Tuesday, August 31st, 2010

A few interesting higher education-related news today show the emergence of “place” and geolocation as an interesting angle and channel for communicating with and meaningfully engaging new students.

First up, the University of Oregon spiced up Welcome Week with an interesting use of Tips, a special school-only badge and a self-guided tour of campus. About Foursquare gives details:

As part of the “Grand Tour,” the Oregon Duck has left tips around campus that will highlight some features of campus that students may not know about…Students who friend the Oregon Duck and check in at all 10 locations with tips on Friday, September 24 can show their checkin history to redeem a real-life InDUCKted badge. The badge is good for 20% on Oregon Ducks sportswear at the Duck Store.

The University of Nebraska at Omaha is using a microsite in conjunction with Foursquare to encourage students to visit alcohol-free businesses in the area. The effort includes special deals for the students checking in and promotional opportunities for the participating local businesses.

This isn’t the first time colleges have embraced Foursquare as a means to encourage students to interact with their environment. Recently Foursquare made custom badges for Harvard to correspond with custom tips, info and of course to allow officials to track participation.

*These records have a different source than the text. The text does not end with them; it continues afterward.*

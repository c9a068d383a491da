//! Explicit call contexts threaded through every database operation.
//!
//! A [`CallContext`] carries the cancellation signal and optional deadline
//! of a whole benchmark run. [`WorkerContext`] adds the identity of one
//! worker plus whatever per-worker state a backend attached in
//! [`Db::init_thread`](crate::db::Db::init_thread).

use std::any::Any;
use std::future::Future;
use std::time::{Duration, Instant};

use tokio_util::sync::CancellationToken;

use crate::error::{DbError, DbResult};

/// Cancellation and deadline shared by every worker of a run.
#[derive(Debug, Clone, Default)]
pub struct CallContext {
    cancel: CancellationToken,
    deadline: Option<Instant>,
}

impl CallContext {
    pub fn new() -> Self {
        Self::default()
    }

    pub fn with_cancellation(mut self, cancel: CancellationToken) -> Self {
        self.cancel = cancel;
        self
    }

    pub fn with_deadline(mut self, deadline: Instant) -> Self {
        self.deadline = Some(deadline);
        self
    }

    pub fn with_timeout(self, timeout: Duration) -> Self {
        self.with_deadline(Instant::now() + timeout)
    }

    pub fn cancellation(&self) -> &CancellationToken {
        &self.cancel
    }

    pub fn deadline(&self) -> Option<Instant> {
        self.deadline
    }

    pub fn cancel(&self) {
        self.cancel.cancel();
    }

    /// Fails fast if the context is already cancelled or expired.
    pub fn check(&self) -> DbResult<()> {
        if self.cancel.is_cancelled() {
            return Err(DbError::Cancelled);
        }
        match self.deadline {
            Some(deadline) if Instant::now() >= deadline => Err(DbError::Timeout),
            _ => Ok(()),
        }
    }

    /// Drive `fut` to completion unless the context is cancelled or its
    /// deadline passes first.
    pub async fn guard<F, T>(&self, fut: F) -> DbResult<T>
    where
        F: Future<Output = DbResult<T>>,
    {
        self.check()?;
        match self.deadline {
            Some(deadline) => {
                let deadline = tokio::time::Instant::from_std(deadline);
                tokio::select! {
                    _ = self.cancel.cancelled() => Err(DbError::Cancelled),
                    res = tokio::time::timeout_at(deadline, fut) => {
                        res.unwrap_or(Err(DbError::Timeout))
                    }
                }
            }
            None => {
                tokio::select! {
                    _ = self.cancel.cancelled() => Err(DbError::Cancelled),
                    res = fut => res,
                }
            }
        }
    }
}

/// Execution context owned by exactly one worker between `init_thread` and
/// `cleanup_thread`.
///
/// Not `Clone`. Data operations borrow it mutably, so only one worker can
/// drive it at a time.
pub struct WorkerContext {
    call: CallContext,
    thread_id: usize,
    thread_count: usize,
    state: Option<Box<dyn Any + Send + Sync>>,
}

impl WorkerContext {
    /// Fails with a validation error unless `thread_id < thread_count`.
    pub fn new(call: CallContext, thread_id: usize, thread_count: usize) -> DbResult<Self> {
        if thread_id >= thread_count {
            return Err(DbError::Validation(format!(
                "thread id {} out of range for {} workers",
                thread_id, thread_count
            )));
        }
        Ok(Self {
            call,
            thread_id,
            thread_count,
            state: None,
        })
    }

    pub fn thread_id(&self) -> usize {
        self.thread_id
    }

    pub fn thread_count(&self) -> usize {
        self.thread_count
    }

    pub fn call(&self) -> &CallContext {
        &self.call
    }

    pub fn check(&self) -> DbResult<()> {
        self.call.check()
    }

    pub async fn guard<F, T>(&self, fut: F) -> DbResult<T>
    where
        F: Future<Output = DbResult<T>>,
    {
        self.call.guard(fut).await
    }

    /// Attach backend-specific per-worker state, replacing any previous value.
    pub fn set_state<T: Any + Send + Sync>(&mut self, state: T) {
        self.state = Some(Box::new(state));
    }

    pub fn state_mut<T: Any + Send + Sync>(&mut self) -> Option<&mut T> {
        self.state.as_mut().and_then(|s| s.downcast_mut::<T>())
    }

    pub fn take_state<T: Any + Send + Sync>(&mut self) -> Option<T> {
        match self.state.take()?.downcast::<T>() {
            Ok(state) => Some(*state),
            Err(other) => {
                self.state = Some(other);
                None
            }
        }
    }
}

impl std::fmt::Debug for WorkerContext {
    fn fmt(&self, f: &mut std::fmt::Formatter<'_>) -> std::fmt::Result {
        f.debug_struct("WorkerContext")
            .field("thread_id", &self.thread_id)
            .field("thread_count", &self.thread_count)
            .field("has_state", &self.state.is_some())
            .finish()
    }
}

#[cfg(test)]
mod tests {
    use super::*;

    #[test]
    fn thread_id_must_be_in_range() {
        let ctx = WorkerContext::new(CallContext::new(), 2, 5).unwrap();
        assert_eq!((ctx.thread_id(), ctx.thread_count()), (2, 5));

        assert!(matches!(
            WorkerContext::new(CallContext::new(), 5, 5),
            Err(DbError::Validation(_))
        ));
        assert!(WorkerContext::new(CallContext::new(), 0, 0).is_err());
    }

    #[test]
    fn state_slot_is_typed() {
        let mut ctx = WorkerContext::new(CallContext::new(), 0, 1).unwrap();
        ctx.set_state(41u64);
        *ctx.state_mut::<u64>().unwrap() += 1;
        assert!(ctx.state_mut::<String>().is_none());
        assert!(ctx.take_state::<String>().is_none());
        assert_eq!(ctx.take_state::<u64>(), Some(42));
        assert!(ctx.take_state::<u64>().is_none());
    }

    #[tokio::test]
    async fn cancelled_context_short_circuits() {
        let call = CallContext::new();
        call.cancel();
        assert!(matches!(call.check(), Err(DbError::Cancelled)));
        let res = call.guard(async { Ok::<_, DbError>(1) }).await;
        assert!(matches!(res, Err(DbError::Cancelled)));
    }

    #[tokio::test]
    async fn deadline_turns_hang_into_timeout() {
        let call = CallContext::new().with_timeout(Duration::from_millis(20));
        let res = call
            .guard(async {
                tokio::time::sleep(Duration::from_secs(30)).await;
                Ok::<_, DbError>(())
            })
            .await;
        assert!(matches!(res, Err(DbError::Timeout)));
    }

    #[tokio::test]
    async fn cancellation_interrupts_in_flight_work() {
        let call = CallContext::new();
        let token = call.cancellation().clone();
        tokio::spawn(async move {
            tokio::time::sleep(Duration::from_millis(10)).await;
            token.cancel();
        });
        let res = call
            .guard(async {
                tokio::time::sleep(Duration::from_secs(30)).await;
                Ok::<_, DbError>(())
            })
            .await;
        assert!(matches!(res, Err(DbError::Cancelled)));
    }
}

“Harvard is more than classrooms and buildings. It is an interconnected community of people, ideas, and experiences, and we are actively pursuing ways to enhance those connections,” said Perry Hewitt, director of digital communications and communications services for Harvard Public Affairs and Communications.

What better assets to combine than a tech savvy community and a collection of buildings in an educational realm constantly under evolution away from brick-and-mortar. The concept of “place” online helps marry the importance of physical location with the information flow of the virtual space.

Oddly enough, despite the recent debut of Facebook Places, Facebook simply Facebook debuted Facebook Universities, a special Page dedicated for interacting with the facets of your educational community except for Place and dumps you immediately on the “Deals” tab – so you can interact with sponsored brands before you get to your provost. Sigh. We assume there’s more to how colleges can use Places and of course there will be check-ins regardless.

How next Fall will look for colleges and universities, when the hundreds of millions of Facebook check-in and Foursquare and others are only more rampant, will be the true test. How will your institution watch, research, strategize and take advantage of these trends? Throw us a line, we can help.

-Dean (@dbrowell)

P.S. We would like to lift up one of our favorite blogs, “About Foursquare” which is one of the quickest to deliver media sites on Foursquare developments. Check it out.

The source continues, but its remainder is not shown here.